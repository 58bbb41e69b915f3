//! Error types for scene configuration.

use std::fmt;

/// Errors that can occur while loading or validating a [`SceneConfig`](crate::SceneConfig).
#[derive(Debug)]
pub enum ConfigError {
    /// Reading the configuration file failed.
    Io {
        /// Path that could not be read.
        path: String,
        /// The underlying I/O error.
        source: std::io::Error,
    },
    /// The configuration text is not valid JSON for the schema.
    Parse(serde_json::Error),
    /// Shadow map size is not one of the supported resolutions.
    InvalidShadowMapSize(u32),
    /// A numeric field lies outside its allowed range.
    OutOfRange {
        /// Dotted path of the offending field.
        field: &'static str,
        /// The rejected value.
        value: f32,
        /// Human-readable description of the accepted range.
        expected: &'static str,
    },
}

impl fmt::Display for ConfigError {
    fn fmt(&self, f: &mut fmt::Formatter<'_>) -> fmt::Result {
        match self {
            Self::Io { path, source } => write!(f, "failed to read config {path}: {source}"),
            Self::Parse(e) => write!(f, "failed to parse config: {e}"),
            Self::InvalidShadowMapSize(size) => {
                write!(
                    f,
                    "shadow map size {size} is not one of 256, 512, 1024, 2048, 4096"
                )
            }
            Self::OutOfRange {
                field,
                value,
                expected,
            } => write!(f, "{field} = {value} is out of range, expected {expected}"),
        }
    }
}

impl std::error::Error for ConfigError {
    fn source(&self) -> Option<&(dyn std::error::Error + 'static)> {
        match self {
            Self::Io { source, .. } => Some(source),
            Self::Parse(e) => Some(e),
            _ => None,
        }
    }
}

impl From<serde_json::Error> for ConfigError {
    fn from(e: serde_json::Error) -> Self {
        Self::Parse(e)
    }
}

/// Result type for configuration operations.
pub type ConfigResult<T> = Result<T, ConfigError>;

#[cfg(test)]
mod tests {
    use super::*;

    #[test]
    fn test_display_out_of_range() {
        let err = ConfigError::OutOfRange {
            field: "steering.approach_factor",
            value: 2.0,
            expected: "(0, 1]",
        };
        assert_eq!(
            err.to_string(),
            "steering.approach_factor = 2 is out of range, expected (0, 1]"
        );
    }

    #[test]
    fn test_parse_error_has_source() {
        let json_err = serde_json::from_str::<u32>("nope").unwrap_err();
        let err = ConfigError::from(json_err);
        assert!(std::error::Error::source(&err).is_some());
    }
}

****************************************

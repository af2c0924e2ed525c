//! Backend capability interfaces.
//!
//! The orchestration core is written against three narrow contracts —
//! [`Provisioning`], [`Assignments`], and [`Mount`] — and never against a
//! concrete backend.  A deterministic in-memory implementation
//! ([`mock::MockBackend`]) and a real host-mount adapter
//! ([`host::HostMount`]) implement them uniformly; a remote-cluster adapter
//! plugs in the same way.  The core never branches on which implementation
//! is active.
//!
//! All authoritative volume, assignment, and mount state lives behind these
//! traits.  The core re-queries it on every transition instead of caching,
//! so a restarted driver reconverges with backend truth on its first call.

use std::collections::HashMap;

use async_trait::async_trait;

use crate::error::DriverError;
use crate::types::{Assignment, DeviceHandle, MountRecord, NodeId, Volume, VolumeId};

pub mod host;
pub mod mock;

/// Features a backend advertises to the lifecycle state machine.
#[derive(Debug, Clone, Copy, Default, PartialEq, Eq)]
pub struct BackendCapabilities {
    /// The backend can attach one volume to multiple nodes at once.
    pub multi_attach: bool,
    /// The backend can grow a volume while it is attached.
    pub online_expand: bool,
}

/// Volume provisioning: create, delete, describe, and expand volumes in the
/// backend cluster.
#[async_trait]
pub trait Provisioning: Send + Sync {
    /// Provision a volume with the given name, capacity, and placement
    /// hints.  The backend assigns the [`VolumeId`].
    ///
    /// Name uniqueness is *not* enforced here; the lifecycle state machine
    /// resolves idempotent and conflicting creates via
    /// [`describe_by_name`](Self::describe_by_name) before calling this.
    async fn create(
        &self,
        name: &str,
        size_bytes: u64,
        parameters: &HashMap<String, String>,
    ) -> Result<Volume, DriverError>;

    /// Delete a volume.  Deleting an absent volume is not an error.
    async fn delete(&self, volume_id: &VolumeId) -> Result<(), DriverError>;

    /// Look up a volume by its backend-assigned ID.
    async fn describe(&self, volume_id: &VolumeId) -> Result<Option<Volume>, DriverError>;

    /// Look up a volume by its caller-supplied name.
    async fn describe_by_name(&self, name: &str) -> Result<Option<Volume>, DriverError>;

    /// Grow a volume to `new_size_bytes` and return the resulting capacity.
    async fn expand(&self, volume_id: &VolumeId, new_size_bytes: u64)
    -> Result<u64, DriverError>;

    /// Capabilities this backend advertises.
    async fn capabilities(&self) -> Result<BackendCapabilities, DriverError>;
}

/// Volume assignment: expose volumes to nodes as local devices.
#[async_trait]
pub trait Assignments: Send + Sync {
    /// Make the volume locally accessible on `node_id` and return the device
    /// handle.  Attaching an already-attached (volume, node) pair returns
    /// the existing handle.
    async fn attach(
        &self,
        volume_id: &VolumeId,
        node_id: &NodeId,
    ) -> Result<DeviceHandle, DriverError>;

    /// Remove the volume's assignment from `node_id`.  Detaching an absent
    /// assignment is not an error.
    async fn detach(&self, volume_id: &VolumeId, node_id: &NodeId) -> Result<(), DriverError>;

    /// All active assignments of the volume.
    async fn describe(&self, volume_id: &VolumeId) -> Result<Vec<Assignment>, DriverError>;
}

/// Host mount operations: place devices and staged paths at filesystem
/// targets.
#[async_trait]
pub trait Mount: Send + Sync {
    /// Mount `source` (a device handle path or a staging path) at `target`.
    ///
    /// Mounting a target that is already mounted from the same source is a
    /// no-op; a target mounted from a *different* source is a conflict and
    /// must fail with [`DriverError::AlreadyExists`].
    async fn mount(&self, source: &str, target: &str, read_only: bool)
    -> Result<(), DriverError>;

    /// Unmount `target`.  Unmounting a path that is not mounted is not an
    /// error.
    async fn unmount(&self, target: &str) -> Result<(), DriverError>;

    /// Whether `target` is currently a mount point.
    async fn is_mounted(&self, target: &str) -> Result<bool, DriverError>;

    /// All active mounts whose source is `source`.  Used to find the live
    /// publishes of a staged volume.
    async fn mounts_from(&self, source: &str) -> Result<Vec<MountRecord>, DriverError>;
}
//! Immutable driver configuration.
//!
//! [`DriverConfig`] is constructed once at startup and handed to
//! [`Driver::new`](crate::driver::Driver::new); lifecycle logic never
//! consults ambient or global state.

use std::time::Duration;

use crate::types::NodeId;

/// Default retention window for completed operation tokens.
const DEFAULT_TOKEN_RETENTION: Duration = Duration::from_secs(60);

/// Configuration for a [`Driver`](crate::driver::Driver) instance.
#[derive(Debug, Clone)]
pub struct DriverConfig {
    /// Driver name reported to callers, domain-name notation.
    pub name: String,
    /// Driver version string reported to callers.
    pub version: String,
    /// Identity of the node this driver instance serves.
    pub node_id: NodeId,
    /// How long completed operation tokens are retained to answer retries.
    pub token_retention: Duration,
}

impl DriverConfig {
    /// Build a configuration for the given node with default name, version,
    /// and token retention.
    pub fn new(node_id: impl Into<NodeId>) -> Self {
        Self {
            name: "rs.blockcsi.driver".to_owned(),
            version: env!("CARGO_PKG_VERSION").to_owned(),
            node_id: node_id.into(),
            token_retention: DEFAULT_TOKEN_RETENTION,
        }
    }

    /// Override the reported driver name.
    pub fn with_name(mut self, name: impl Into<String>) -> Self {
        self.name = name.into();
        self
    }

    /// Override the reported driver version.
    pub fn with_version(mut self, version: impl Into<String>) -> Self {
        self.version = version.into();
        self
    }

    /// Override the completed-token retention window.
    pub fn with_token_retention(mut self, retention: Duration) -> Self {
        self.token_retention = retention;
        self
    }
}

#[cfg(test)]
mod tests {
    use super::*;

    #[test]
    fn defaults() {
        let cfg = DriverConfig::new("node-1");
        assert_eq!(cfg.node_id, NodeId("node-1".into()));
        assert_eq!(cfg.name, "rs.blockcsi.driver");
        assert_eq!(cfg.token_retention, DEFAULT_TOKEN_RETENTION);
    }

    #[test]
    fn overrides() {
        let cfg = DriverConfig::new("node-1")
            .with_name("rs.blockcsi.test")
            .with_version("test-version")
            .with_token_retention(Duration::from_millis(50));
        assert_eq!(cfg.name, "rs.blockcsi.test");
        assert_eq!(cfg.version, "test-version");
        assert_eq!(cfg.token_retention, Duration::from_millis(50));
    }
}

****************************************

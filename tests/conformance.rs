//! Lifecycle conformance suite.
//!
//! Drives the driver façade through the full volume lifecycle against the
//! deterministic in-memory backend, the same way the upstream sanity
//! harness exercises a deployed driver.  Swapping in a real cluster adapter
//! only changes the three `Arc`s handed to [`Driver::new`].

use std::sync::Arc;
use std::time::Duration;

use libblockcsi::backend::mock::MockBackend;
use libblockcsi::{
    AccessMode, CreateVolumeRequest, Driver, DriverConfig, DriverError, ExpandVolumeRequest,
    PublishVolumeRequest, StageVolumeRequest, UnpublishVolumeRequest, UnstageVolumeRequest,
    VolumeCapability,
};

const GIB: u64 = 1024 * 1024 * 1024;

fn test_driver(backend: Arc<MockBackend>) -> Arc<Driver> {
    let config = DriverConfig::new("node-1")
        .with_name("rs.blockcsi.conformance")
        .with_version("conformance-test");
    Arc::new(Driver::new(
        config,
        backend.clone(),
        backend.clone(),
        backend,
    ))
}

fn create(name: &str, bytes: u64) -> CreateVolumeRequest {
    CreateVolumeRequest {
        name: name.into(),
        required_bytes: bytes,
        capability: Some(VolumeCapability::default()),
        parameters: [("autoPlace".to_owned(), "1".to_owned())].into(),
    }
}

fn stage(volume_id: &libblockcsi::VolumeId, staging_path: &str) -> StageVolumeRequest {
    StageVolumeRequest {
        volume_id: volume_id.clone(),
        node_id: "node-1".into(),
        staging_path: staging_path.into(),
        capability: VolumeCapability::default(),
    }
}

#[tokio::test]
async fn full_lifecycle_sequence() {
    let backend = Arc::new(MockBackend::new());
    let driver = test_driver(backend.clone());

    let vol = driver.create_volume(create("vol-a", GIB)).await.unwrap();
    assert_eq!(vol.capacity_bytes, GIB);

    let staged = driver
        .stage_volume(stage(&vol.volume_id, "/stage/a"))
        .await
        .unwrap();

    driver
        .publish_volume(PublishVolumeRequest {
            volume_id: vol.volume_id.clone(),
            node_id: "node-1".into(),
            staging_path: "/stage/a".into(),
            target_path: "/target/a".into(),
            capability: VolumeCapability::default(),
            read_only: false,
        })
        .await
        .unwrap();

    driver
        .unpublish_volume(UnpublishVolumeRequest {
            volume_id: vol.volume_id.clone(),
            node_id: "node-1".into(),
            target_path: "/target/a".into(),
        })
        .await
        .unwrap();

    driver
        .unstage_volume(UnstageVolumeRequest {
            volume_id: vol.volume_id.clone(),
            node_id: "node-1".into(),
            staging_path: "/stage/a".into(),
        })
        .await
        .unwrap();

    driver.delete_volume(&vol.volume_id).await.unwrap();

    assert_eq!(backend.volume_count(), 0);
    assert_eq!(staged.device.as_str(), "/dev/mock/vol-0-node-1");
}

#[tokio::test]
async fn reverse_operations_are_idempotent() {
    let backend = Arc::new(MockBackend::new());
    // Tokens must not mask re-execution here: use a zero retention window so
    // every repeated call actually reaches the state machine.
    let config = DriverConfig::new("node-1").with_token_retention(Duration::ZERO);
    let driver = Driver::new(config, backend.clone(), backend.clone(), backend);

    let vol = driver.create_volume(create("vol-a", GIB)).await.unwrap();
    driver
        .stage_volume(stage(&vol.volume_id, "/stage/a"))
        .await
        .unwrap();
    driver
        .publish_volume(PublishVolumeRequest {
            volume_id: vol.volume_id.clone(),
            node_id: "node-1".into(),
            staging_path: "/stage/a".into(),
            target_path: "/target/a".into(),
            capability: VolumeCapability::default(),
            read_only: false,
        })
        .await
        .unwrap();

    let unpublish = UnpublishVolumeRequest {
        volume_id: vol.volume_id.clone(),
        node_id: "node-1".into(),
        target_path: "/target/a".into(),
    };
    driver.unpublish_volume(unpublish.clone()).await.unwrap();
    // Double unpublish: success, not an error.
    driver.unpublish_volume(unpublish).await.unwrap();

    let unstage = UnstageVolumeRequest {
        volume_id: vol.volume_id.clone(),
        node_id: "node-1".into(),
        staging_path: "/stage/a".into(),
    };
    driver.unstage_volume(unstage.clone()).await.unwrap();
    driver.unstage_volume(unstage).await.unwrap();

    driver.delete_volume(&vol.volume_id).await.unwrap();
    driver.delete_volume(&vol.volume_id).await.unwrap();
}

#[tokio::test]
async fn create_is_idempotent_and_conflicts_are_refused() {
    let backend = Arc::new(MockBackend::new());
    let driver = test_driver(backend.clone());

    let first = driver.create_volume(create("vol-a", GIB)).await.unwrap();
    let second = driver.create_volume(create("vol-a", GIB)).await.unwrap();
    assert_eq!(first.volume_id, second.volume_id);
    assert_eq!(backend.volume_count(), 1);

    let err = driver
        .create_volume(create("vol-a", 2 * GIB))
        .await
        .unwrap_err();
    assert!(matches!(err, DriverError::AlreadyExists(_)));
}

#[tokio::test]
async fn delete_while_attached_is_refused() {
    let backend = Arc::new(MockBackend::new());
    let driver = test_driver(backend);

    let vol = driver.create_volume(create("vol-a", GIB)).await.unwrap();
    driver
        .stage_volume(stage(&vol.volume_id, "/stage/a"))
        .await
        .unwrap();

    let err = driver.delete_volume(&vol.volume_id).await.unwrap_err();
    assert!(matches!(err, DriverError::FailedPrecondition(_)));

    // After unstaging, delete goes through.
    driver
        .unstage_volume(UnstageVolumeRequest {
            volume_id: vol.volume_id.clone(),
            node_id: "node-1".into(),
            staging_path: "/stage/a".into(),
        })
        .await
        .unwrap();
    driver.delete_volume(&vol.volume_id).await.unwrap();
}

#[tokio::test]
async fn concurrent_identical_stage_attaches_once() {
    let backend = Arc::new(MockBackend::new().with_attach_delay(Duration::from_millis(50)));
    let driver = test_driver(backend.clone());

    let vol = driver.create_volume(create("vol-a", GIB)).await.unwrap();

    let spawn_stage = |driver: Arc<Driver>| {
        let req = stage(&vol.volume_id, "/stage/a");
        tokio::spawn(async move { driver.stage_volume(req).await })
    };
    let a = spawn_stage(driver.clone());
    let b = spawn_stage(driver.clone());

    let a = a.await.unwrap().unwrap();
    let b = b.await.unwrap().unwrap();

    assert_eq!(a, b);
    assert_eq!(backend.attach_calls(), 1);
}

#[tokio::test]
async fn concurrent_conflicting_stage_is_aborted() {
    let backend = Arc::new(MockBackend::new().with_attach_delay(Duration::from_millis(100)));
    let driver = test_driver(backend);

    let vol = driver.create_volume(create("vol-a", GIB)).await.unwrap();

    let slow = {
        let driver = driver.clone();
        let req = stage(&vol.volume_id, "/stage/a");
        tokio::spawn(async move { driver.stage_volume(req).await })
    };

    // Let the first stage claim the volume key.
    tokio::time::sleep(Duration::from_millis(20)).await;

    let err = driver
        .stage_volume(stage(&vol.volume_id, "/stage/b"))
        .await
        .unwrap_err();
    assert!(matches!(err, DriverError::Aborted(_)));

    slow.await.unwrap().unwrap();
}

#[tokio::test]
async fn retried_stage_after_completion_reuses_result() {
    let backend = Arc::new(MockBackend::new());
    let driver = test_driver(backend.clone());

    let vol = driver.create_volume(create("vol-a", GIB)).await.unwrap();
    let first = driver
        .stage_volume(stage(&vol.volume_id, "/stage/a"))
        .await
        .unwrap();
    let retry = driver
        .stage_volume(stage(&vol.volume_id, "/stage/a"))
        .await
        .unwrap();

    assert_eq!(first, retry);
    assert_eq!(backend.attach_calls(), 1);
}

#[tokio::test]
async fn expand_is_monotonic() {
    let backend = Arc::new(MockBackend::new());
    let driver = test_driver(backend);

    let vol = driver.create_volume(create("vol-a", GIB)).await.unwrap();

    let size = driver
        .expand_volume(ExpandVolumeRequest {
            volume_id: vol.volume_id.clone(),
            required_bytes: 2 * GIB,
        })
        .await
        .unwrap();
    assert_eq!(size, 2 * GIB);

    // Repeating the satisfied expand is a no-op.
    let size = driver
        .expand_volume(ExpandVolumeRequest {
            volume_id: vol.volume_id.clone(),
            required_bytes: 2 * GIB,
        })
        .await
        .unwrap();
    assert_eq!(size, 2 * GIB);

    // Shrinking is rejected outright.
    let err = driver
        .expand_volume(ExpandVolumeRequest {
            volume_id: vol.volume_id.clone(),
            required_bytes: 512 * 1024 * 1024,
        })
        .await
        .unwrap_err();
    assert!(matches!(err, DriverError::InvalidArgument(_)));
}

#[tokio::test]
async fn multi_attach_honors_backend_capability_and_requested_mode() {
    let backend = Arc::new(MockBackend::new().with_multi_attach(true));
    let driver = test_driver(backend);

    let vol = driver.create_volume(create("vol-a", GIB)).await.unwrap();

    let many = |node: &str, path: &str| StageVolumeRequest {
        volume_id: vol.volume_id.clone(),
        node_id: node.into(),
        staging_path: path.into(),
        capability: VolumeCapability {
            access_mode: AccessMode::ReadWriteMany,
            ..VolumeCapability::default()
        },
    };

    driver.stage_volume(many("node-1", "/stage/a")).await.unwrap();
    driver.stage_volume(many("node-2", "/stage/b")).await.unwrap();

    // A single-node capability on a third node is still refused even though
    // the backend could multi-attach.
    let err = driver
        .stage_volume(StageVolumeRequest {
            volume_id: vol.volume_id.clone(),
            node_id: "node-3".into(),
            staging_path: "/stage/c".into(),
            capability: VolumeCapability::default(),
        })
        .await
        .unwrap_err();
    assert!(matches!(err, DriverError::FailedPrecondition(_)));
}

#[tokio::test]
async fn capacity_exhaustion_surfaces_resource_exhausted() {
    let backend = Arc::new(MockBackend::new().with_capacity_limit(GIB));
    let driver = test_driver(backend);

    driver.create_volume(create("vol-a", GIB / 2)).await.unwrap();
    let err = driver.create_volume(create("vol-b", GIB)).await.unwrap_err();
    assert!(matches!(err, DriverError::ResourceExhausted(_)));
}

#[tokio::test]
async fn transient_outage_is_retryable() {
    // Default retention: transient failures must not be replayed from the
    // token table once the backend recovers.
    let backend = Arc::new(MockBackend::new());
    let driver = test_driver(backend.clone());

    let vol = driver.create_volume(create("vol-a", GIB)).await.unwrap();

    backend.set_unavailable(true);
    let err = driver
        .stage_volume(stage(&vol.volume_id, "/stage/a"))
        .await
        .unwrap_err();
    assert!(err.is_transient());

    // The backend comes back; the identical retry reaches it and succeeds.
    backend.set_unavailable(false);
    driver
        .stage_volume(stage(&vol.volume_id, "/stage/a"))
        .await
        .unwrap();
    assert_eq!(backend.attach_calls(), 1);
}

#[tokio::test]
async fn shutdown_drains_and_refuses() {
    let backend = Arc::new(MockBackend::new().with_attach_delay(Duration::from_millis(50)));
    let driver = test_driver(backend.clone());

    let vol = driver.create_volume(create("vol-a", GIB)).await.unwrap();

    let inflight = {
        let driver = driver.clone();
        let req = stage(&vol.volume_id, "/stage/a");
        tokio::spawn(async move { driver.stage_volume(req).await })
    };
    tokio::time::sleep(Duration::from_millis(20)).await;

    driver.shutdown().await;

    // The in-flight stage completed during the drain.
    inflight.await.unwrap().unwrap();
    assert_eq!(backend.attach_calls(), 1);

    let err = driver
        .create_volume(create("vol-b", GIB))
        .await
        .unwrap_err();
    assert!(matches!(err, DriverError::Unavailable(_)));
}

****************************************

WHAT YOU SHOULD DO. List all lines in the material containing the string "nodes".

RESPONSE TO THIS EXERCISE.
    /// The backend can attach one volume to multiple nodes at once.
/// Volume assignment: expose volumes to nodes as local devices.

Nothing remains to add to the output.